You don't realize it at first.

You can't.

It's just not the way your brain works any more.

But there you are, walking through the streets of your neighborhood. Walking to pick up your kid at school, and you notice the trees - dappled in golden sunlight, shining through the autumn leaves. Something triggers a thought, and another, and next thing you know, you're crossing 79th Street, wiping away tears and hoping you can hold it together long enough to get both kids.

It's everything - the afternoon sun arcing across the sky, the cold wind against your cheeks. Catching the sunset as it bounces off the windows of the apartment across the street.

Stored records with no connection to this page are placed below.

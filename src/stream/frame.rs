//! Binary batch codec.
//!
//! Layout (all little-endian):
//!
//! ```text
//! 0   u64 batch_id
//! 8   f64 timestamp (seconds)
//! 16  u32 channels_count
//! 20  u32 samples_per_channel
//! 24  f64 sample_rate (Hz)
//! 32  channels_count x { u32 channel_index, samples_per_channel x f32 }
//! ```
//!
//! Decoding never copies sample data: each channel run is a [`SampleView`]
//! over the caller's buffer.
use crate::stream::error::{DecodeError, ValidationError};
pub const HEADER_LEN: usize = 32;
const INDEX_LEN: usize = 4;
const SAMPLE_LEN: usize = 4;
#[derive(Clone, Copy, Debug, PartialEq)]
pub struct FrameHeader {
    pub batch_id: u64,
    pub timestamp: f64,
    pub channels_count: u32,
    pub samples_per_channel: u32,
    pub sample_rate: f64,
}
impl FrameHeader {
    /// Bytes taken by one channel block (index + samples).
    pub fn block_len(&self) -> usize {
        INDEX_LEN + SAMPLE_LEN * self.samples_per_channel as usize
    }
    /// Total frame size declared by this header.
    pub fn frame_len(&self) -> usize {
        (self.channels_count as usize)
            .saturating_mul(self.block_len())
            .saturating_add(HEADER_LEN)
    }
    fn write_to(&self, out: &mut Vec<u8>) {
        out.extend_from_slice(&self.batch_id.to_le_bytes());
        out.extend_from_slice(&self.timestamp.to_le_bytes());
        out.extend_from_slice(&self.channels_count.to_le_bytes());
        out.extend_from_slice(&self.samples_per_channel.to_le_bytes());
        out.extend_from_slice(&self.sample_rate.to_le_bytes());
    }
}
/// Borrowed run of little-endian `f32` samples.
#[derive(Clone, Copy, Debug)]
pub struct SampleView<'a> {
    bytes: &'a [u8],
}
impl<'a> SampleView<'a> {
    fn new(bytes: &'a [u8]) -> Self {
        debug_assert_eq!(bytes.len() % SAMPLE_LEN, 0);
        Self { bytes }
    }
    pub fn len(&self) -> usize {
        self.bytes.len() / SAMPLE_LEN
    }
    pub fn is_empty(&self) -> bool {
        self.bytes.is_empty()
    }
    pub fn get(&self, index: usize) -> Option<f32> {
        let start = index.checked_mul(SAMPLE_LEN)?;
        let raw = self.bytes.get(start..start.checked_add(SAMPLE_LEN)?)?;
        Some(read_f32(raw))
    }
    pub fn iter(&self) -> impl ExactSizeIterator<Item = f32> + 'a {
        self.bytes.chunks_exact(SAMPLE_LEN).map(read_f32)
    }
    /// The underlying bytes, still pointing into the decoded buffer.
    pub fn as_bytes(&self) -> &'a [u8] {
        self.bytes
    }
    pub fn to_vec(&self) -> Vec<f32> {
        self.iter().collect()
    }
}
#[derive(Clone, Copy, Debug)]
pub struct ChannelBlock<'a> {
    pub index: u32,
    pub samples: SampleView<'a>,
}
/// Decoded frame borrowing its sample data from the wire buffer.
#[derive(Clone, Debug)]
pub struct Frame<'a> {
    header: FrameHeader,
    channels: Vec<ChannelBlock<'a>>,
    truncated: bool,
}
impl<'a> Frame<'a> {
    pub fn header(&self) -> &FrameHeader {
        &self.header
    }
    pub fn channels(&self) -> &[ChannelBlock<'a>] {
        &self.channels
    }
    pub fn channel(&self, index: u32) -> Option<&ChannelBlock<'a>> {
        self.channels.iter().find(|block| block.index == index)
    }
    /// True when the buffer ended before every declared channel block.
    pub fn is_truncated(&self) -> bool {
        self.truncated
    }
    pub fn samples_per_channel(&self) -> usize {
        self.header.samples_per_channel as usize
    }
    /// Copies the sample data out so it can outlive the wire buffer.
    pub fn to_owned_frame(&self) -> OwnedFrame {
        OwnedFrame {
            header: self.header,
            channels: self
                .channels
                .iter()
                .map(|block| (block.index, block.samples.to_vec()))
                .collect(),
        }
    }
    /// Samples laid out by channel index, `channels_count` lanes.
    pub fn to_lanes(&self) -> Vec<Vec<f32>> {
        let mut lanes = vec![Vec::new(); self.header.channels_count as usize];
        for block in &self.channels {
            if let Some(lane) = lanes.get_mut(block.index as usize) {
                *lane = block.samples.to_vec();
            }
        }
        lanes
    }
}
/// Frame detached from its wire buffer.
#[derive(Clone, Debug, PartialEq)]
pub struct OwnedFrame {
    pub header: FrameHeader,
    pub channels: Vec<(u32, Vec<f32>)>,
}
impl OwnedFrame {
    pub fn batch_id(&self) -> u64 {
        self.header.batch_id
    }
    pub fn channel(&self, index: u32) -> Option<&[f32]> {
        self.channels
            .iter()
            .find(|(idx, _)| *idx == index)
            .map(|(_, samples)| samples.as_slice())
    }
}
#[derive(Clone, Copy, Debug, PartialEq, Eq)]
pub struct FrameValidation {
    pub valid: bool,
    pub expected_size: usize,
    pub actual_size: usize,
}
impl FrameValidation {
    pub fn into_result(self) -> Result<(), ValidationError> {
        if self.valid {
            Ok(())
        } else {
            Err(ValidationError::SizeMismatch {
                expected: self.expected_size,
                actual: self.actual_size,
            })
        }
    }
}
pub fn decode_header(buffer: &[u8]) -> Result<FrameHeader, DecodeError> {
    if buffer.len() < HEADER_LEN {
        return Err(DecodeError::TooShort {
            needed: HEADER_LEN,
            actual: buffer.len(),
        });
    }
    Ok(FrameHeader {
        batch_id: read_u64(&buffer[0..8]),
        timestamp: read_f64(&buffer[8..16]),
        channels_count: read_u32(&buffer[16..20]),
        samples_per_channel: read_u32(&buffer[20..24]),
        sample_rate: read_f64(&buffer[24..32]),
    })
}
/// Strict decode: a frame missing any declared channel block is an error.
pub fn decode_frame(buffer: &[u8]) -> Result<Frame<'_>, DecodeError> {
    let frame = decode_frame_partial(buffer)?;
    if frame.truncated {
        return Err(DecodeError::Truncated {
            expected: frame.header.frame_len(),
            actual: buffer.len(),
            parsed_channels: frame.channels.len(),
        });
    }
    Ok(frame)
}
/// Decodes as many whole channel blocks as the buffer holds. Check
/// [`Frame::is_truncated`] before treating the result as a complete batch.
pub fn decode_frame_partial(buffer: &[u8]) -> Result<Frame<'_>, DecodeError> {
    let header = decode_header(buffer)?;
    let block_len = header.block_len();
    let whole_blocks = (buffer.len() - HEADER_LEN) / block_len;
    let mut channels = Vec::with_capacity(whole_blocks.min(header.channels_count as usize));
    let mut truncated = false;
    let mut offset = HEADER_LEN;
    for _ in 0..header.channels_count {
        let Some(block) = buffer.get(offset..offset.saturating_add(block_len)) else {
            truncated = true;
            break;
        };
        let index = read_u32(&block[..INDEX_LEN]);
        if index >= header.channels_count {
            return Err(DecodeError::ChannelOutOfRange {
                index,
                channels: header.channels_count,
            });
        }
        channels.push(ChannelBlock {
            index,
            samples: SampleView::new(&block[INDEX_LEN..]),
        });
        offset += block_len;
    }
    Ok(Frame {
        header,
        channels,
        truncated,
    })
}
/// Fast path to one channel's samples by stride arithmetic, assuming blocks
/// are written in channel order.
pub fn extract_channel(buffer: &[u8], channel: usize) -> Option<SampleView<'_>> {
    let header = decode_header(buffer).ok()?;
    if channel >= header.channels_count as usize {
        return None;
    }
    let start = channel
        .checked_mul(header.block_len())?
        .checked_add(HEADER_LEN + INDEX_LEN)?;
    let end = start.checked_add(header.block_len() - INDEX_LEN)?;
    buffer.get(start..end).map(SampleView::new)
}
pub fn validate_frame(buffer: &[u8]) -> FrameValidation {
    let expected_size = match decode_header(buffer) {
        Ok(header) => header.frame_len(),
        Err(_) => HEADER_LEN,
    };
    FrameValidation {
        valid: buffer.len() == expected_size,
        expected_size,
        actual_size: buffer.len(),
    }
}
/// Encodes one batch. `lanes[i]` becomes channel `i`; shorter lanes are
/// zero-padded to the longest.
pub fn encode_frame<S: AsRef<[f32]>>(
    batch_id: u64,
    timestamp: f64,
    sample_rate: f64,
    lanes: &[S],
) -> Vec<u8> {
    let mut out = Vec::new();
    encode_frame_into(&mut out, batch_id, timestamp, sample_rate, lanes);
    out
}
pub fn encode_frame_into<S: AsRef<[f32]>>(
    out: &mut Vec<u8>,
    batch_id: u64,
    timestamp: f64,
    sample_rate: f64,
    lanes: &[S],
) {
    let samples_per_channel = lanes.iter().map(|l| l.as_ref().len()).max().unwrap_or(0);
    let header = FrameHeader {
        batch_id,
        timestamp,
        channels_count: lanes.len() as u32,
        samples_per_channel: samples_per_channel as u32,
        sample_rate,
    };
    out.clear();
    out.reserve(header.frame_len());
    header.write_to(out);
    for (index, lane) in lanes.iter().enumerate() {
        let lane = lane.as_ref();
        out.extend_from_slice(&(index as u32).to_le_bytes());
        for &sample in lane {
            out.extend_from_slice(&sample.to_le_bytes());
        }
        for _ in lane.len()..samples_per_channel {
            out.extend_from_slice(&0f32.to_le_bytes());
        }
    }
}
fn read_u32(raw: &[u8]) -> u32 {
    u32::from_le_bytes([raw[0], raw[1], raw[2], raw[3]])
}
fn read_f32(raw: &[u8]) -> f32 {
    f32::from_le_bytes([raw[0], raw[1], raw[2], raw[3]])
}
fn read_u64(raw: &[u8]) -> u64 {
    let mut bytes = [0u8; 8];
    bytes.copy_from_slice(&raw[..8]);
    u64::from_le_bytes(bytes)
}
fn read_f64(raw: &[u8]) -> f64 {
    let mut bytes = [0u8; 8];
    bytes.copy_from_slice(&raw[..8]);
    f64::from_le_bytes(bytes)
}
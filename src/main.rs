// src/main.rs
use std::path::PathBuf;
use anyhow::Context;
use log::info;
use neurostream::config::DemoConfig;
use neurostream::engine;
// 入口函数
fn main() -> anyhow::Result<()> {
    // 默认 info，可用 RUST_LOG 覆盖
    env_logger::init_from_env(env_logger::Env::default().default_filter_or("info"));
    // 第一个参数是可选的 JSON 配置文件
    let config = match std::env::args_os().nth(1).map(PathBuf::from) {
        Some(path) => DemoConfig::load(&path)
            .with_context(|| format!("failed to load config from {}", path.display()))?,
        None => DemoConfig::default(),
    };
    info!(
        "streaming {} channels @ {} Hz for {} s ({} samples per batch)",
        config.channels, config.sample_rate, config.run_seconds, config.samples_per_batch
    );
    let summary = engine::run(&config).context("stream run failed")?;
    let perf = &summary.performance;
    info!(
        "done: {} batches produced, {} consumed, {} dropped, {} out of order",
        summary.batches_produced, perf.total_batches, perf.dropped_batches, perf.out_of_order_batches
    );
    info!(
        "spectra: {} computed, {} applied, {} skipped, {} synced, {} zero-filled, {} evicted",
        summary.worker.spectra,
        perf.spectra_applied,
        summary.spectra_skipped,
        summary.synced_pairs,
        summary.zero_filled,
        summary.sync_evicted
    );
    info!("frames rendered: {}", perf.frames_rendered);
    for path in &summary.snapshots {
        info!("snapshot: {}", path.display());
    }
    Ok(())
}
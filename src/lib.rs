// src/lib.rs
pub mod config;
pub mod engine;
pub mod stream;
pub mod types;
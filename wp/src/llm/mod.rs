//! LLM client module
//!
//! Provides single-shot completion requests against an OpenAI-compatible API.

use std::sync::Arc;

use tracing::debug;

pub mod client;
mod error;
mod openai;
mod types;

pub use client::LlmClient;
pub use error::LlmError;
pub use openai::OpenAIClient;
pub use types::{CompletionRequest, CompletionResponse, Message, Role, StopReason, TokenUsage};

use crate::config::LlmConfig;

/// Create an LLM client based on the provider specified in config
pub fn create_client(config: &LlmConfig) -> Result<Arc<dyn LlmClient>, LlmError> {
    debug!(provider = %config.provider, model = %config.model, "create_client: called");
    match config.provider.as_str() {
        "openai" => Ok(Arc::new(OpenAIClient::from_config(config)?)),
        other => {
            debug!(provider = %other, "create_client: unknown provider");
            Err(LlmError::Config(format!(
                "Unknown LLM provider: '{}'. Supported: openai",
                other
            )))
        }
    }
}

It's smelling dinner smells as you walk home from the park, tired children asking about dinner.

The dark is coming.

It's sneaking in. Noticing that there's not time to go to the park after homework time, because it will be too dark. It's realizing the cold you feel in the morning isn't just physical - but lives someplace in your head. December can be so cheery, bright lights, candles and togetherness. January too, when winter is still fresh and new like the morning after a blizzard. But February is a dark master. Cold and dim and eternal, despite being the shortest month of the year.

Even now, in the middle of November, I feel the teeth of winter, nipping at my heels. I prepare - medications, therapies, and that bright, bright light. Hoping to force the demons to heel again.


Andrea B. said…
This is so beautiful. Powerful. Quite possibly the most intensely moving piece I have read in a while. Thank you, for sharing. I hear you. I feel you. So very much. xo
I feel you. Get your face in the sun while you can.
This really moved me. Something about this time of year - it's intense on all the senses, isn't it? I felt something similar on Saturday, out of nowhere all choked up, trapped in public and in broad daylight, so I couldn't quite release it all. For a moment I thought it might all spill out of me.
Beautifully written. I hate when it starts to get darker earlier.
I can identify with this all too well. You've expressed what the onset of seasonal affective disorder feels like so well- especially that preparation we attempt, which still seems so futile. So happy that this winter is over and we can look forward to spring!